The Agreement definition does include "implementing materials, documents, and guidance, technical or other understandings, and any related agreements, whether entered into or implemented prior to the agreement or to be entered into or implemented in the future."  But Kontorovich's argument requires an unnecessarily context-free analysis of the meaning of these terms.  Based on Kontorovich's uncharitable reading, it "implements" the deal, thus is it is incorporated, thus it must have been transmitted within 5 days.



But 5 days!  We don't know when the IAEA-Iran deal took place.  It became public 7 days after the agreement was signed, but we don't know if it was agreed to 6 days after, 1 day after, or before the JPA became official.   But, certainly, some implementing material would occur after the agreement took place - even the definition of  the supplemental materials to be transmitted includes the language "whether entered into or implemented prior to the agreement or to be entered into or implemented in the future." And yet, unless Corker-Cardin was intended to accomplish nothing, there can be no requirement to transmit incorporating materials that do not even exist at the time transmission is due.



Instead, there's an easier way to understand the definition of agreement.  Many of us have signed agreements all the time - credit card agreements, employment agreements, etc.  They will generally incorporate or be contingent on other documents or agreements.  They will contain appendices, they will refer to laws, regulations, or "terms of service" of a website, etc.  What the definition of agreement means, is that the President should not just submit the list of clauses agreed to.  He should submit everything incorporated by reference or contingency as well, to the extent it existed at the time.

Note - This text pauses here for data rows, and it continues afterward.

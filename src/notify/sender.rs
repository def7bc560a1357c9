use anyhow::Result;
use async_trait::async_trait;
use serde::Serialize;
use uuid::Uuid;

use crate::domain::order::Order;

// ============================================================================
// Customer Notices
// ============================================================================
//
// Delivery-completion messages fan out through NotificationSender
// implementations. Senders are best-effort collaborators: the guard treats
// every failure here as loggable, never as a reason to fail the delivery.
//
// ============================================================================

/// Template selector for customer-facing messages.
#[derive(Debug, Clone, Copy, PartialEq, Eq, Serialize)]
#[serde(rename_all = "snake_case")]
pub enum NoticeKind {
    OrderDelivered,
}

impl NoticeKind {
    pub fn as_str(&self) -> &'static str {
        match self {
            NoticeKind::OrderDelivered => "order_delivered",
        }
    }
}

/// One message addressed to the customer who owns an order.
#[derive(Debug, Clone, Serialize)]
pub struct CustomerNotice {
    pub customer_id: Uuid,
    pub order_id: Uuid,
    pub order_label: String,
    pub kind: NoticeKind,
}

impl CustomerNotice {
    pub fn order_delivered(order: &Order) -> Self {
        Self {
            customer_id: order.customer_id,
            order_id: order.id,
            order_label: order.display_label(),
            kind: NoticeKind::OrderDelivered,
        }
    }

    /// Rendered message body for this notice.
    pub fn message(&self) -> String {
        match self.kind {
            NoticeKind::OrderDelivered => {
                format!("Your order {} has been delivered. Enjoy!", self.order_label)
            }
        }
    }
}

/// A channel able to deliver a notice to a customer.
#[async_trait]
pub trait NotificationSender: Send + Sync {
    /// Short channel name for logs and metrics.
    fn channel(&self) -> &'static str;

    async fn notify_customer(&self, notice: &CustomerNotice) -> Result<()>;
}

// ============================================================================
// Unit Tests
// ============================================================================

#[cfg(test)]
mod tests {
    use super::*;
    use crate::domain::order::OrderStatus;
    use chrono::Utc;

    fn delivered_order(order_number: Option<&str>) -> Order {
        let now = Utc::now();
        Order {
            id: Uuid::new_v4(),
            status: OrderStatus::Delivered,
            driver_id: Some(Uuid::new_v4()),
            customer_id: Uuid::new_v4(),
            order_number: order_number.map(str::to_string),
            created_at: now,
            updated_at: now,
        }
    }

    #[test]
    fn test_delivered_notice_uses_the_order_number() {
        let order = delivered_order(Some("SF-1042"));
        let notice = CustomerNotice::order_delivered(&order);

        assert_eq!(notice.customer_id, order.customer_id);
        assert_eq!(notice.order_label, "SF-1042");
        assert_eq!(notice.message(), "Your order SF-1042 has been delivered. Enjoy!");
    }

    #[test]
    fn test_delivered_notice_falls_back_to_id_suffix() {
        let order = delivered_order(None);
        let notice = CustomerNotice::order_delivered(&order);

        let hex = order.id.simple().to_string();
        assert!(notice.order_label.starts_with('#'));
        assert!(hex.ends_with(&notice.order_label[1..]));
        assert!(notice.message().contains(&notice.order_label));
    }

    #[test]
    fn test_notice_kind_wire_name() {
        assert_eq!(NoticeKind::OrderDelivered.as_str(), "order_delivered");
        let json = serde_json::to_string(&NoticeKind::OrderDelivered).unwrap();
        assert_eq!(json, "\"order_delivered\"");
    }
}
pub mod circuit_breaker;
pub mod retry;

pub use circuit_breaker::{CircuitBreaker, CircuitBreakerConfig, CircuitBreakerError, CircuitState};
pub use retry::{retry_with_backoff, RetryPolicy, RetryResult};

And this is where Kontorovich's claim fails.  The future existence of an Iran-IAEA agreement was contemplated by Iran, the United States, and the other parties at the time of the signing.  But it wasn't incorporated into the agreement (you can look, but we almost don't have to do this because it was such a surprise when discovered through third parties days after the agreement was transmitted to Congress).  And so it's not covered by the definition.



Think of it this way.  You just entered into a contract to buy a new house.  You need to submit the deal for regulatory approval, including all the "related documents."  That includes, of course, the appendices, the deed, and any contingencies and side-deals (say, they agree to kick in $1000 for closing, you agree not to inspect whether that musty smell in the basement is mold).  The deal is *not* contingent on financing, as you are not taking out a loan.  But in order to close the deal, you need to sell your old house - it's the only way to raise the money.  Do you need to provide the agency the contract to sell your old house?  Of course not.



Under no commonly understood interpretation of the term "agreement" would that sale be considered part of the agreement to buy the new house. Athough I am trying desperately to avoid citing cases in this blog (we'll see how long it lasts), the Supreme Court just decided that we have to look at the general understanding of a defined word and the context of an agreement to understand the meaning of the defined word itself, so that we don't take an overbroad, overliteral definition of a "chemical weapon" to render a woman who gave a guy a rash with some potassium dichromate a terrorist.  Likewise, we would never consider an agreement between Iran and the IAEA, to which the US does not even have access, to be part of an agreement between the Iran and US.



- J



PS - I said above that no court will take this issue up. I may or may not do a follow up post on why that it is, but I think the idea that a court would take this up to be so unlikely that I doubt that there will ultimately be any real effort.  That is why I label the argument a fundamentally political one.